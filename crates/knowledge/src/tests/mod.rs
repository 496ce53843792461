//! Crate-level tests that drive the answer loop end to end.

mod answer_loop;

use crate::config::RetrievalConfig;
use crate::types::{Chunk, ChunkType, PageRef};
use docask_llm::{
    ChatRole, CompletionError, CompletionSettings, CredentialPool, LlmClient, LlmRequest,
    LlmResponse, LlmUsage, ResilientCompleter,
};
use std::collections::VecDeque;
use std::sync::{Arc, Mutex};
use std::time::Duration;

/// Completion client that replays a script and records each user prompt.
pub(crate) struct ScriptedModel {
    script: Mutex<VecDeque<Result<LlmResponse, CompletionError>>>,
    prompts: Mutex<Vec<String>>,
}

impl ScriptedModel {
    pub(crate) fn new(script: Vec<Result<LlmResponse, CompletionError>>) -> Arc<Self> {
        Arc::new(Self {
            script: Mutex::new(script.into()),
            prompts: Mutex::new(Vec::new()),
        })
    }

    /// User prompts in call order.
    pub(crate) fn prompts(&self) -> Vec<String> {
        self.prompts.lock().unwrap().clone()
    }

    pub(crate) fn calls(&self) -> usize {
        self.prompts.lock().unwrap().len()
    }
}

#[async_trait::async_trait]
impl LlmClient for ScriptedModel {
    fn provider_name(&self) -> &str {
        "scripted"
    }

    async fn complete(
        &self,
        request: &LlmRequest,
        _credential: Option<&str>,
    ) -> Result<LlmResponse, CompletionError> {
        let user = request
            .messages
            .iter()
            .find(|m| m.role == ChatRole::User)
            .map(|m| m.content.clone())
            .unwrap_or_default();
        self.prompts.lock().unwrap().push(user);

        self.script
            .lock()
            .unwrap()
            .pop_front()
            .unwrap_or_else(|| Err(CompletionError::Transport("script exhausted".to_string())))
    }
}

pub(crate) fn reply(content: &str) -> Result<LlmResponse, CompletionError> {
    Ok(LlmResponse {
        content: content.to_string(),
        model: "scripted".to_string(),
        usage: LlmUsage::default(),
    })
}

pub(crate) fn rate_limited(secs: u64) -> Result<LlmResponse, CompletionError> {
    Err(CompletionError::RateLimited {
        retry_after: Some(Duration::from_secs(secs)),
    })
}

/// Completer over `model` with a single anonymous credential and no
/// transport retries.
pub(crate) fn completer(model: Arc<ScriptedModel>) -> ResilientCompleter {
    let mut settings = CompletionSettings::new("test-model");
    settings.max_transport_retries = 0;
    ResilientCompleter::new(model, Arc::new(CredentialPool::anonymous()), settings)
}

/// Default settings without the minimum text size, so short fixtures count.
pub(crate) fn settings() -> RetrievalConfig {
    RetrievalConfig {
        min_text_tokens: 0,
        ..RetrievalConfig::default()
    }
}

pub(crate) fn text(content: &str, source: &str, page: u32) -> Chunk {
    Chunk::new(content, source, PageRef::Number(page), ChunkType::Text)
}
//! Knowledge system type definitions.

use serde::de::{self, Deserializer};
use serde::{Deserialize, Serialize, Serializer};
use std::fmt;

/// Kind of content a chunk carries.
#[derive(Debug, Clone, Copy, PartialEq, Eq, Hash, Default, Serialize, Deserialize)]
#[serde(from = "String", into = "&'static str")]
pub enum ChunkType {
    #[default]
    Text,
    Table,
    TableWithContext,
}

impl ChunkType {
    /// Parse a type label. Anything that is not a table kind is text.
    pub fn from_label(label: &str) -> Self {
        match label.trim().to_ascii_lowercase().as_str() {
            "table" => ChunkType::Table,
            "table_with_context" => ChunkType::TableWithContext,
            _ => ChunkType::Text,
        }
    }

    pub fn as_str(&self) -> &'static str {
        match self {
            ChunkType::Text => "text",
            ChunkType::Table => "table",
            ChunkType::TableWithContext => "table_with_context",
        }
    }

    pub fn is_table(&self) -> bool {
        matches!(self, ChunkType::Table | ChunkType::TableWithContext)
    }
}

impl From<String> for ChunkType {
    fn from(label: String) -> Self {
        ChunkType::from_label(&label)
    }
}

impl From<ChunkType> for &'static str {
    fn from(chunk_type: ChunkType) -> Self {
        chunk_type.as_str()
    }
}

impl fmt::Display for ChunkType {
    fn fmt(&self, f: &mut fmt::Formatter<'_>) -> fmt::Result {
        f.write_str(self.as_str())
    }
}

/// Widest page range kept as a range. Wider spans are kept as labels.
pub const MAX_PAGE_SPAN: u32 = 50;

/// Page reference of a chunk: a single page, an inclusive range of merged
/// pages ("3-5"), or an opaque label.
#[derive(Debug, Clone, PartialEq, Eq, Hash)]
pub enum PageRef {
    Number(u32),
    Range(u32, u32),
    Label(String),
}

impl PageRef {
    /// Parse a page value as written in metadata or JSONL records.
    ///
    /// Reversed ranges and ranges wider than [`MAX_PAGE_SPAN`] become labels.
    pub fn parse(value: &str) -> Self {
        let value = value.trim();

        if let Ok(n) = value.parse::<u32>() {
            return PageRef::Number(n);
        }

        if let Some((start, end)) = value.split_once('-') {
            if let (Ok(start), Ok(end)) = (start.trim().parse::<u32>(), end.trim().parse::<u32>())
            {
                if start <= end && end - start <= MAX_PAGE_SPAN {
                    return PageRef::Range(start, end);
                }
            }
        }

        PageRef::Label(value.to_string())
    }

    fn from_int(value: i64) -> Self {
        match u32::try_from(value) {
            Ok(n) => PageRef::Number(n),
            Err(_) => PageRef::Label(value.to_string()),
        }
    }

    /// Read a page value from a JSON metadata field.
    pub fn from_json(value: &serde_json::Value) -> Option<Self> {
        serde_json::from_value::<PageRef>(value.clone())
            .ok()
            .filter(|page| !page.is_blank())
    }

    /// Concrete page numbers covered by this reference. Labels, and ranges
    /// wider than [`MAX_PAGE_SPAN`], cover none.
    pub fn pages(&self) -> Vec<u32> {
        match self {
            PageRef::Number(n) => vec![*n],
            PageRef::Range(start, end) if end.saturating_sub(*start) <= MAX_PAGE_SPAN => {
                (*start..=*end).collect()
            }
            PageRef::Range(..) => Vec::new(),
            PageRef::Label(_) => Vec::new(),
        }
    }

    pub fn is_blank(&self) -> bool {
        matches!(self, PageRef::Label(label) if label.is_empty())
    }
}

impl fmt::Display for PageRef {
    fn fmt(&self, f: &mut fmt::Formatter<'_>) -> fmt::Result {
        match self {
            PageRef::Number(n) => write!(f, "{}", n),
            PageRef::Range(start, end) => write!(f, "{}-{}", start, end),
            PageRef::Label(label) => f.write_str(label),
        }
    }
}

impl Serialize for PageRef {
    fn serialize<S: Serializer>(&self, serializer: S) -> Result<S::Ok, S::Error> {
        match self {
            PageRef::Number(n) => serializer.serialize_u32(*n),
            other => serializer.serialize_str(&other.to_string()),
        }
    }
}

#[derive(Deserialize)]
#[serde(untagged)]
enum RawPage {
    Int(i64),
    Float(f64),
    Text(String),
}

impl<'de> Deserialize<'de> for PageRef {
    fn deserialize<D: Deserializer<'de>>(deserializer: D) -> Result<Self, D::Error> {
        match RawPage::deserialize(deserializer)? {
            RawPage::Int(n) => Ok(PageRef::from_int(n)),
            RawPage::Float(f) if f.fract() == 0.0 && f >= 0.0 && f <= u32::MAX as f64 => {
                Ok(PageRef::Number(f as u32))
            }
            RawPage::Float(f) => Err(de::Error::custom(format!("invalid page number {}", f))),
            RawPage::Text(s) => Ok(PageRef::parse(&s)),
        }
    }
}

/// Retrieval identity of a chunk. Chunks sharing a key are duplicates.
#[derive(Debug, Clone, PartialEq, Eq, Hash, PartialOrd, Ord)]
pub struct ChunkKey {
    pub source: String,
    pub page: String,
}

impl fmt::Display for ChunkKey {
    fn fmt(&self, f: &mut fmt::Formatter<'_>) -> fmt::Result {
        write!(f, "{} p{}", self.source, self.page)
    }
}

/// Placeholder source name for chunks without one.
pub const UNKNOWN_SOURCE: &str = "Unknown";

/// Placeholder page for chunks without one.
pub const UNKNOWN_PAGE: &str = "N/A";

/// A retrieved unit of document evidence.
#[derive(Debug, Clone, PartialEq, Serialize, Deserialize)]
pub struct Chunk {
    /// Raw text of the chunk
    pub content: String,

    /// Document name or path
    #[serde(default, skip_serializing_if = "Option::is_none")]
    pub source: Option<String>,

    /// Page or merged page range
    #[serde(default, skip_serializing_if = "Option::is_none")]
    pub page: Option<PageRef>,

    /// Content kind
    #[serde(default, rename = "type")]
    pub chunk_type: ChunkType,

    /// Opaque metadata; `source` and `page` are read from here when the
    /// top-level fields are absent
    #[serde(default, skip_serializing_if = "serde_json::Value::is_null")]
    pub metadata: serde_json::Value,
}

impl Chunk {
    pub fn new(
        content: impl Into<String>,
        source: impl Into<String>,
        page: PageRef,
        chunk_type: ChunkType,
    ) -> Self {
        Self {
            content: content.into(),
            source: Some(source.into()),
            page: Some(page),
            chunk_type,
            metadata: serde_json::Value::Null,
        }
    }

    pub fn with_metadata(mut self, metadata: serde_json::Value) -> Self {
        self.metadata = metadata;
        self
    }

    /// Source name, falling back to `metadata.source`.
    pub fn source_name(&self) -> Option<&str> {
        self.source
            .as_deref()
            .filter(|s| !s.is_empty())
            .or_else(|| {
                self.metadata
                    .get("source")
                    .and_then(|v| v.as_str())
                    .filter(|s| !s.is_empty())
            })
    }

    /// Page reference, falling back to `metadata.page`.
    pub fn page_ref(&self) -> Option<PageRef> {
        self.page
            .clone()
            .filter(|p| !p.is_blank())
            .or_else(|| self.metadata.get("page").and_then(PageRef::from_json))
    }

    pub fn key(&self) -> ChunkKey {
        ChunkKey {
            source: self.source_name().unwrap_or(UNKNOWN_SOURCE).to_string(),
            page: self
                .page_ref()
                .map(|p| p.to_string())
                .unwrap_or_else(|| UNKNOWN_PAGE.to_string()),
        }
    }

    /// Copy `source` and `page` up from metadata when missing at top level.
    pub fn resolved(mut self) -> Self {
        if self.source.as_deref().map_or(true, str::is_empty) {
            self.source = self.source_name().map(str::to_string);
        }
        if self.page.as_ref().map_or(true, PageRef::is_blank) {
            self.page = self.page_ref();
        }
        self
    }
}

/// Filter applied to a search query.
#[derive(Debug, Clone, PartialEq, Eq)]
pub enum ChunkFilter {
    /// `table` and `table_with_context` chunks
    Tables,

    /// Everything that is not a table
    Text,

    /// Exact `(source, page)` lookup
    Page { source: String, page: u32 },
}

impl ChunkFilter {
    pub fn matches(&self, chunk: &Chunk) -> bool {
        match self {
            ChunkFilter::Tables => chunk.chunk_type.is_table(),
            ChunkFilter::Text => !chunk.chunk_type.is_table(),
            ChunkFilter::Page { source, page } => {
                chunk.source_name() == Some(source.as_str())
                    && chunk.page_ref() == Some(PageRef::Number(*page))
            }
        }
    }
}

/// Result of importing chunk records into a collection.
#[derive(Debug, Clone, Serialize, Deserialize)]
pub struct ImportStats {
    /// Chunks written to the index
    pub chunks_imported: u32,

    /// Lines that could not be parsed
    pub lines_skipped: u32,

    /// Distinct sources among imported chunks
    pub sources_count: u32,

    /// Duration in seconds
    pub duration_secs: f64,
}

/// Statistics for a collection.
#[derive(Debug, Clone, Serialize, Deserialize)]
pub struct CollectionStats {
    /// Collection name
    pub name: String,

    /// Number of distinct sources
    pub sources_count: u32,

    /// Number of chunks
    pub chunks_count: u32,

    /// Number of table chunks
    pub tables_count: u32,

    /// Database size in bytes
    pub db_size_bytes: u64,

    /// Timestamp of the last import
    pub last_import_at: Option<String>,
}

Problem requirements: Lines holding the word "that" in the records above: how many are there? Answer with the number only.

Reply: 5